[WORK TO BE COMPLETED]
Copy whichever lines of the data hold the word "status".

══ SOURCE RECORDS ══

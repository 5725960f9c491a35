//! # folio-core: Pure Business Logic for Fiscal Invoice Issuance
//!
//! Everything the issuance engine decides, with zero I/O dependencies.
//!
//! ## Architecture Position
//! ```text
//! ┌─────────────────────────────────────────────────────────────────────────┐
//! │                       Folio Issuance Engine                             │
//! │                                                                         │
//! │  ┌─────────────────────────────────────────────────────────────────┐   │
//! │  │          Presentation layer (out of scope)                      │   │
//! │  │    Cart UI ──► IssueInvoiceCommand ──► render IssuanceOutcome   │   │
//! │  └─────────────────────────────┬───────────────────────────────────┘   │
//! │                                │                                        │
//! │  ┌─────────────────────────────▼───────────────────────────────────┐   │
//! │  │               ★ folio-core (THIS CRATE) ★                       │   │
//! │  │                                                                 │   │
//! │  │   ┌───────────┐  ┌───────────┐  ┌───────────┐  ┌───────────┐  │   │
//! │  │   │ numbering │  │    tax    │  │  ledger   │  │ inventory │  │   │
//! │  │   │ reserve() │  │ breakdown │  │ settle()  │  │ decrements│  │   │
//! │  │   └───────────┘  └───────────┘  └───────────┘  └───────────┘  │   │
//! │  │   money · types · validation · issuance · error                │   │
//! │  │                                                                 │   │
//! │  │   NO I/O • NO DATABASE • NO NETWORK • PURE FUNCTIONS           │   │
//! │  └─────────────────────────────────────────────────────────────────┘   │
//! │                                │                                        │
//! │  ┌─────────────────────────────▼───────────────────────────────────┐   │
//! │  │          folio-db (SQLite + the atomic issuance unit)           │   │
//! │  └─────────────────────────────────────────────────────────────────┘   │
//! └─────────────────────────────────────────────────────────────────────────┘
//! ```
//!
//! ## Modules
//!
//! - [`money`] - Money type with integer arithmetic (no floating point)
//! - [`types`] - Commands, invoices, sold lines, collaborators
//! - [`numbering`] - Numbering authorization and number reservation
//! - [`tax`] - Per-rate tax breakdown
//! - [`ledger`] - Cash / credit settlement
//! - [`inventory`] - Stock decrement planning
//! - [`issuance`] - Stages, failure kinds, record assembly
//! - [`validation`] - Command validation
//! - [`error`] - Domain error types
//!
//! ## Example Usage
//!
//! ```rust
//! use folio_core::tax::compute_breakdown;
//! use folio_core::types::{CartLine, TaxRate};
//!
//! let lines = vec![CartLine {
//!     product_id: "p".into(),
//!     description: "Coffee 1lb".into(),
//!     quantity: 1,
//!     tax_id: "isv15".into(),
//!     tax_rate: TaxRate::ISV_15,
//!     unit_price_cents: 10000,
//! }];
//!
//! // 10% discount: base 90.00, tax 13.50
//! let breakdown = compute_breakdown(&lines, 1000);
//! assert_eq!(breakdown.total.cents(), 10350);
//! ```

// =============================================================================
// Module Declarations
// =============================================================================

pub mod error;
pub mod inventory;
pub mod issuance;
pub mod ledger;
pub mod money;
pub mod numbering;
pub mod tax;
pub mod types;
pub mod validation;

// =============================================================================
// Re-exports for Convenience
// =============================================================================

pub use error::{CoreError, CoreResult, NumberingError, SettlementError, ValidationError};
pub use issuance::{FailureKind, IssuanceOutcome, IssuanceStage};
pub use money::Money;
pub use numbering::{NumberingAuthorization, Reservation};
pub use tax::TaxBreakdown;
pub use types::*;

// =============================================================================
// Crate-Level Constants
// =============================================================================

/// Reserved generic customer for anonymous counter sales.
///
/// Invoices may be issued to it, credit may not.
pub const WALK_IN_CUSTOMER_ID: &str = "00000000-0000-0000-0000-000000000001";

/// Maximum lines allowed on a single invoice.
pub const MAX_CART_ITEMS: usize = 100;

/// Maximum quantity on a single line.
///
/// Catches typing 1000 instead of 10.
pub const MAX_ITEM_QUANTITY: i64 = 999;

/// Digits in the zero-padded correlative part of an invoice number.
pub const INVOICE_NUMBER_WIDTH: usize = 8;

/// Maximum unit price on a line, in cents (L 100,000,000.00).
///
/// Keeps `quantity × price` and every per-rate sum inside `i64`.
pub const MAX_UNIT_PRICE_CENTS: i64 = 10_000_000_000;

/// Maximum amount of a single tender, in cents (L 1,000,000,000.00).
pub const MAX_PAYMENT_CENTS: i64 = 100_000_000_000;

/// Maximum tenders on a single invoice.
pub const MAX_TENDERS: usize = 20;

/// Longest credit term accepted, in days.
pub const MAX_CREDIT_DAYS: i64 = 3650;
//! # Inventory Adjuster (planning half)
//!
//! Turns sold lines into stock decrements. Applying them is the database
//! layer's job, inside the issuance transaction.

use serde::{Deserialize, Serialize};
use ts_rs::TS;

use crate::types::CartLine;

/// Total quantity of one product sold on an invoice.
#[derive(Debug, Clone, PartialEq, Eq, Serialize, Deserialize, TS)]
#[ts(export)]
pub struct StockDecrement {
    pub product_id: String,
    pub quantity: i64,
}

/// Merges lines by product, keeping first-seen order.
///
/// A product sold on two lines gets a single decrement so the zero clamp
/// applies to the combined quantity.
pub fn plan_decrements(lines: &[CartLine]) -> Vec<StockDecrement> {
    let mut decrements: Vec<StockDecrement> = Vec::new();

    for line in lines {
        match decrements.iter_mut().find(|d| d.product_id == line.product_id) {
            Some(existing) => existing.quantity += line.quantity,
            None => decrements.push(StockDecrement {
                product_id: line.product_id.clone(),
                quantity: line.quantity,
            }),
        }
    }

    decrements
}

/// Stock after selling `sold` units; never negative.
#[inline]
pub fn stock_after(current: i64, sold: i64) -> i64 {
    current.saturating_sub(sold).max(0)
}

#[cfg(test)]
mod tests {
    use super::*;
    use crate::types::TaxRate;

    fn line(product: &str, qty: i64) -> CartLine {
        CartLine {
            product_id: product.to_string(),
            description: product.to_string(),
            quantity: qty,
            tax_id: "isv15".to_string(),
            tax_rate: TaxRate::ISV_15,
            unit_price_cents: 100,
        }
    }

    #[test]
    fn test_merges_same_product() {
        let plan = plan_decrements(&[line("a", 2), line("b", 1), line("a", 3)]);
        assert_eq!(
            plan,
            vec![
                StockDecrement {
                    product_id: "a".into(),
                    quantity: 5
                },
                StockDecrement {
                    product_id: "b".into(),
                    quantity: 1
                },
            ]
        );
    }

    #[test]
    fn test_stock_clamps_at_zero() {
        assert_eq!(stock_after(10, 3), 7);
        assert_eq!(stock_after(2, 5), 0);
        assert_eq!(stock_after(0, 1), 0);
    }
}
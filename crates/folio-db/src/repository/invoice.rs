//! # Invoice Repository
//!
//! Read side of issued invoices, plus the inserts the issuer runs inside its
//! transaction.
//!
//! ## Consumers
//! ```text
//! ┌─────────────────────────────────────────────────────────────────────────┐
//! │  Ticket / PDF rendering  ──► get_document(id)                          │
//! │  Receivable views        ──► get_by_number / outstanding, due_date     │
//! │  Numbering audit         ──► list_by_authorization (by correlative)    │
//! │                                                                         │
//! │  None of these mutate invoice state.                                   │
//! └─────────────────────────────────────────────────────────────────────────┘
//! ```

use sqlx::{SqliteExecutor, SqlitePool};

use crate::error::DbResult;
use folio_core::{Invoice, InvoiceDocument, InvoicePayment, SoldLine};

macro_rules! select_invoice {
    ($tail:literal) => {
        concat!(
            "SELECT id, authorization_id, invoice_number, correlative, issue_date, ",
            "customer_id, user_id, cash_register_id, discount_id, discount_bps, ",
            "subtotal_cents, discount_cents, tax_cents, total_cents, ",
            "exempt_cents, taxed_15_cents, tax_15_cents, taxed_18_cents, tax_18_cents, ",
            "taxed_other_cents, tax_other_cents, ",
            "cash_received_cents, change_cents, status, outstanding_cents, ",
            "credit_days, due_date, created_at ",
            "FROM invoices ",
            $tail
        )
    };
}

/// Repository for issued invoices.
#[derive(Debug, Clone)]
pub struct InvoiceRepository {
    pool: SqlitePool,
}

impl InvoiceRepository {
    pub fn new(pool: SqlitePool) -> Self {
        InvoiceRepository { pool }
    }

    pub async fn get_by_id(&self, id: &str) -> DbResult<Option<Invoice>> {
        let invoice = sqlx::query_as::<_, Invoice>(select_invoice!("WHERE id = ?1"))
            .bind(id)
            .fetch_optional(&self.pool)
            .await?;

        Ok(invoice)
    }

    /// Looks an invoice up by its printed number.
    pub async fn get_by_number(&self, invoice_number: &str) -> DbResult<Option<Invoice>> {
        let invoice = sqlx::query_as::<_, Invoice>(select_invoice!("WHERE invoice_number = ?1"))
            .bind(invoice_number)
            .fetch_optional(&self.pool)
            .await?;

        Ok(invoice)
    }

    /// Sold lines in printed order.
    pub async fn get_lines(&self, invoice_id: &str) -> DbResult<Vec<SoldLine>> {
        let lines = sqlx::query_as::<_, SoldLine>(
            r#"
            SELECT id, invoice_id, line_number, product_id, description, quantity,
                   tax_id, tax_rate_bps, unit_price_cents, discount_cents,
                   tax_cents, line_total_cents
            FROM invoice_lines
            WHERE invoice_id = ?1
            ORDER BY line_number
            "#,
        )
        .bind(invoice_id)
        .fetch_all(&self.pool)
        .await?;

        Ok(lines)
    }

    pub async fn get_payments(&self, invoice_id: &str) -> DbResult<Vec<InvoicePayment>> {
        let payments = sqlx::query_as::<_, InvoicePayment>(
            r#"
            SELECT id, invoice_id, payment_type_id, amount_cents
            FROM invoice_payments
            WHERE invoice_id = ?1
            ORDER BY rowid
            "#,
        )
        .bind(invoice_id)
        .fetch_all(&self.pool)
        .await?;

        Ok(payments)
    }

    /// Invoice with its lines and payments, as renderers need it.
    pub async fn get_document(&self, id: &str) -> DbResult<Option<InvoiceDocument>> {
        let Some(invoice) = self.get_by_id(id).await? else {
            return Ok(None);
        };

        let lines = self.get_lines(&invoice.id).await?;
        let payments = self.get_payments(&invoice.id).await?;

        Ok(Some(InvoiceDocument {
            invoice,
            lines,
            payments,
        }))
    }

    /// Invoices issued from one authorization, by correlative.
    pub async fn list_by_authorization(&self, authorization_id: &str) -> DbResult<Vec<Invoice>> {
        let invoices = sqlx::query_as::<_, Invoice>(select_invoice!(
            "WHERE authorization_id = ?1 ORDER BY correlative"
        ))
        .bind(authorization_id)
        .fetch_all(&self.pool)
        .await?;

        Ok(invoices)
    }

    pub async fn count_by_authorization(&self, authorization_id: &str) -> DbResult<i64> {
        let count: i64 =
            sqlx::query_scalar("SELECT COUNT(*) FROM invoices WHERE authorization_id = ?1")
                .bind(authorization_id)
                .fetch_one(&self.pool)
                .await?;

        Ok(count)
    }
}

// =============================================================================
// Transactional Inserts
// =============================================================================

pub(crate) async fn insert_invoice<'e, E: SqliteExecutor<'e>>(
    executor: E,
    invoice: &Invoice,
) -> DbResult<()> {
    sqlx::query(
        r#"
        INSERT INTO invoices (
            id, authorization_id, invoice_number, correlative, issue_date,
            customer_id, user_id, cash_register_id, discount_id, discount_bps,
            subtotal_cents, discount_cents, tax_cents, total_cents,
            exempt_cents, taxed_15_cents, tax_15_cents, taxed_18_cents, tax_18_cents,
            taxed_other_cents, tax_other_cents,
            cash_received_cents, change_cents, status, outstanding_cents,
            credit_days, due_date, created_at
        ) VALUES (
            ?1, ?2, ?3, ?4, ?5,
            ?6, ?7, ?8, ?9, ?10,
            ?11, ?12, ?13, ?14,
            ?15, ?16, ?17, ?18, ?19,
            ?20, ?21,
            ?22, ?23, ?24, ?25,
            ?26, ?27, ?28
        )
        "#,
    )
    .bind(&invoice.id)
    .bind(&invoice.authorization_id)
    .bind(&invoice.invoice_number)
    .bind(invoice.correlative)
    .bind(invoice.issue_date)
    .bind(&invoice.customer_id)
    .bind(&invoice.user_id)
    .bind(&invoice.cash_register_id)
    .bind(&invoice.discount_id)
    .bind(invoice.discount_bps)
    .bind(invoice.subtotal_cents)
    .bind(invoice.discount_cents)
    .bind(invoice.tax_cents)
    .bind(invoice.total_cents)
    .bind(invoice.exempt_cents)
    .bind(invoice.taxed_15_cents)
    .bind(invoice.tax_15_cents)
    .bind(invoice.taxed_18_cents)
    .bind(invoice.tax_18_cents)
    .bind(invoice.taxed_other_cents)
    .bind(invoice.tax_other_cents)
    .bind(invoice.cash_received_cents)
    .bind(invoice.change_cents)
    .bind(invoice.status)
    .bind(invoice.outstanding_cents)
    .bind(invoice.credit_days)
    .bind(invoice.due_date)
    .bind(invoice.created_at)
    .execute(executor)
    .await?;

    Ok(())
}

pub(crate) async fn insert_line<'e, E: SqliteExecutor<'e>>(
    executor: E,
    line: &SoldLine,
) -> DbResult<()> {
    sqlx::query(
        r#"
        INSERT INTO invoice_lines (
            id, invoice_id, line_number, product_id, description, quantity,
            tax_id, tax_rate_bps, unit_price_cents, discount_cents,
            tax_cents, line_total_cents
        ) VALUES (?1, ?2, ?3, ?4, ?5, ?6, ?7, ?8, ?9, ?10, ?11, ?12)
        "#,
    )
    .bind(&line.id)
    .bind(&line.invoice_id)
    .bind(line.line_number)
    .bind(&line.product_id)
    .bind(&line.description)
    .bind(line.quantity)
    .bind(&line.tax_id)
    .bind(line.tax_rate_bps)
    .bind(line.unit_price_cents)
    .bind(line.discount_cents)
    .bind(line.tax_cents)
    .bind(line.line_total_cents)
    .execute(executor)
    .await?;

    Ok(())
}

pub(crate) async fn insert_payment<'e, E: SqliteExecutor<'e>>(
    executor: E,
    payment: &InvoicePayment,
) -> DbResult<()> {
    sqlx::query(
        r#"
        INSERT INTO invoice_payments (id, invoice_id, payment_type_id, amount_cents)
        VALUES (?1, ?2, ?3, ?4)
        "#,
    )
    .bind(&payment.id)
    .bind(&payment.invoice_id)
    .bind(&payment.payment_type_id)
    .bind(payment.amount_cents)
    .execute(executor)
    .await?;

    Ok(())
}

═══

[THE ANSWER]
            "cash_received_cents, change_cents, status, outstanding_cents, ",
            cash_received_cents, change_cents, status, outstanding_cents,
    .bind(invoice.status)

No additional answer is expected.